■ **Material shown**:

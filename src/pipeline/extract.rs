//! Title extraction: rule-based filtering of OCR lines with a vision/LLM
//! fallback.
//!
//! The rule phase is free and deterministic, so it always runs first. The
//! vision fallback costs a provider round-trip; whether it fires is a pure
//! decision over the rule phase's output and the configured strategy:
//!
//! * `conservative` — only when the rules produced nothing.
//! * `aggressive` — also when the mean rule confidence is low.
//! * `disabled` (or `llm_enabled = false`) — never.
//!
//! A fallback failure is never fatal. Whatever the rules produced stands.

use crate::book::{merge_candidates, TitleCandidate, TitleSource};
use crate::config::{LlmStrategy, ScanConfig};
use crate::pipeline::ocr::OcrOutcome;
use crate::providers::ProviderChain;
use once_cell::sync::Lazy;
use regex::Regex;
use tracing::{debug, info, warn};

/// Characters that survive title cleaning: word chars, whitespace, and the
/// punctuation that actually appears in book titles.
static RE_TITLE_JUNK: Lazy<Regex> = Lazy::new(|| Regex::new(r"[^\w\s\-:',.]").unwrap());

/// Price-like lines ("$34.99", "34.99", "£7.50"). Plain integers like "1984"
/// do not match.
static RE_PRICE: Lazy<Regex> =
    Lazy::new(|| Regex::new(r"^[$€£¥]\s*\d[\d.,]*$|^\d+[.,]\d{2}$").unwrap());

/// Why the vision fallback fired (or did not).
#[derive(Debug, Clone, PartialEq, Eq)]
pub enum FallbackDecision {
    /// The rules produced nothing.
    NoRuleCandidates,
    /// Aggressive strategy and the mean rule confidence was below threshold.
    LowConfidence,
    /// Rules were sufficient, or the fallback is switched off.
    NotNeeded,
}

/// The extraction stage's output.
#[derive(Debug, Default)]
pub struct ExtractOutcome {
    /// Merged, deduplicated candidates in first-seen order.
    pub candidates: Vec<TitleCandidate>,
    /// How many candidates the rule phase alone produced.
    pub rule_count: usize,
    /// Whether the vision fallback was invoked.
    pub vision_fired: bool,
    /// Why, when it was.
    pub vision_reason: Option<String>,
}

/// Strip junk characters and collapse whitespace.
pub fn clean_title(raw: &str) -> String {
    let stripped = RE_TITLE_JUNK.replace_all(raw, " ");
    stripped.split_whitespace().collect::<Vec<_>>().join(" ")
}

/// Whether a cleaned OCR line looks like a book title.
///
/// Rejections, in check order: length bounds, noise keywords (ISBN,
/// publisher boilerplate, "456 pages"), price-like text, digit-heavy lines,
/// and multi-word all-uppercase banners (publisher names like
/// "PENGUIN RANDOM HOUSE"). A single all-uppercase word passes — plenty of
/// covers set the title that way ("DUNE").
pub fn is_likely_title(text: &str, config: &ScanConfig) -> bool {
    let len = text.chars().count();
    if len < config.min_title_len || len > config.max_title_len {
        return false;
    }

    let lowered = text.to_lowercase();
    if config
        .noise_keywords
        .iter()
        .any(|kw| lowered.contains(kw.as_str()))
    {
        return false;
    }

    if RE_PRICE.is_match(text) {
        return false;
    }

    if !config.numeric_policy.accepts_line(text) {
        return false;
    }

    let words: Vec<&str> = text.split_whitespace().collect();
    if words.len() > 1
        && words
            .iter()
            .all(|w| w.chars().filter(|c| c.is_alphabetic()).count() > 0)
        && text.chars().filter(|c| c.is_alphabetic()).all(|c| c.is_uppercase())
    {
        return false;
    }

    true
}

/// Run the rule phase over recognised lines.
pub fn rule_candidates(ocr: &OcrOutcome, config: &ScanConfig) -> Vec<TitleCandidate> {
    let mut candidates = Vec::new();
    for line in &ocr.lines {
        if line.confidence < f64::from(config.min_line_confidence) {
            continue;
        }
        let cleaned = clean_title(&line.text);
        if cleaned.is_empty() || !is_likely_title(&cleaned, config) {
            continue;
        }
        candidates.push(TitleCandidate::new(
            cleaned,
            line.confidence,
            TitleSource::Rule,
        ));
    }
    merge_candidates(candidates)
}

/// Decide whether the vision fallback should fire.
pub fn fallback_decision(
    rule_candidates: &[TitleCandidate],
    config: &ScanConfig,
) -> FallbackDecision {
    if !config.llm_enabled || config.llm_strategy == LlmStrategy::Disabled {
        return FallbackDecision::NotNeeded;
    }
    if rule_candidates.is_empty() {
        return FallbackDecision::NoRuleCandidates;
    }
    if config.llm_strategy == LlmStrategy::Aggressive {
        let mean = rule_candidates.iter().map(|c| c.confidence).sum::<f64>()
            / rule_candidates.len() as f64;
        if mean < f64::from(config.llm_confidence_threshold) {
            return FallbackDecision::LowConfidence;
        }
    }
    FallbackDecision::NotNeeded
}

/// Validate and convert a provider's raw titles.
///
/// Clamps confidences, cleans text, applies the same length/noise/numeric
/// rules as the rule phase, merges duplicates, and caps the result at
/// [`ScanConfig::max_llm_titles`]. Dedup runs before the cap so a model that
/// repeats one title cannot starve distinct ones out of the batch.
pub fn validate_provider_titles(
    raw: Vec<crate::providers::RawTitle>,
    config: &ScanConfig,
) -> Vec<TitleCandidate> {
    let mut accepted = Vec::new();
    for item in raw {
        let cleaned = clean_title(&item.title);
        let len = cleaned.chars().count();
        if len < config.min_title_len || len > config.max_title_len {
            continue;
        }
        if !config.numeric_policy.accepts_provider_title(&cleaned) {
            continue;
        }
        let lowered = cleaned.to_lowercase();
        if config
            .noise_keywords
            .iter()
            .any(|kw| lowered.contains(kw.as_str()))
        {
            continue;
        }
        accepted.push(TitleCandidate::new(
            cleaned,
            item.confidence,
            TitleSource::Vision,
        ));
    }
    let mut merged = merge_candidates(accepted);
    merged.truncate(config.max_llm_titles);
    merged
}

/// Run the full extraction stage: rules, fallback decision, provider call,
/// merge.
pub async fn extract_titles(
    ocr: &OcrOutcome,
    image_png_b64: &str,
    chain: &ProviderChain,
    config: &ScanConfig,
) -> ExtractOutcome {
    let rules = rule_candidates(ocr, config);
    let rule_count = rules.len();
    debug!("Rule phase produced {rule_count} candidates");

    let decision = fallback_decision(&rules, config);
    let reason = match &decision {
        FallbackDecision::NoRuleCandidates => Some("no rule candidates".to_string()),
        FallbackDecision::LowConfidence => Some("low rule confidence".to_string()),
        FallbackDecision::NotNeeded => None,
    };

    if decision == FallbackDecision::NotNeeded {
        return ExtractOutcome {
            candidates: rules,
            rule_count,
            vision_fired: false,
            vision_reason: None,
        };
    }

    if chain.is_empty() {
        debug!("Vision fallback wanted but no providers configured");
        return ExtractOutcome {
            candidates: rules,
            rule_count,
            vision_fired: false,
            vision_reason: None,
        };
    }

    info!(
        "Vision fallback firing ({})",
        reason.as_deref().unwrap_or("unknown")
    );
    match chain.extract_titles(image_png_b64, &ocr.text).await {
        Ok(raw) => {
            let vision = validate_provider_titles(raw, config);
            debug!("Vision fallback produced {} validated titles", vision.len());
            let merged = merge_candidates(rules.into_iter().chain(vision).collect());
            ExtractOutcome {
                candidates: merged,
                rule_count,
                vision_fired: true,
                vision_reason: reason,
            }
        }
        Err(e) => {
            // Degrade to the rule results; extraction never fails the scan.
            warn!("Vision fallback failed, keeping rule candidates: {e}");
            ExtractOutcome {
                candidates: rules,
                rule_count,
                vision_fired: true,
                vision_reason: reason,
            }
        }
    }
}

■ **Your task**:
The word "accepted" appears in how many lines of the data? Answer with only the number.

■ **Task answer**:
3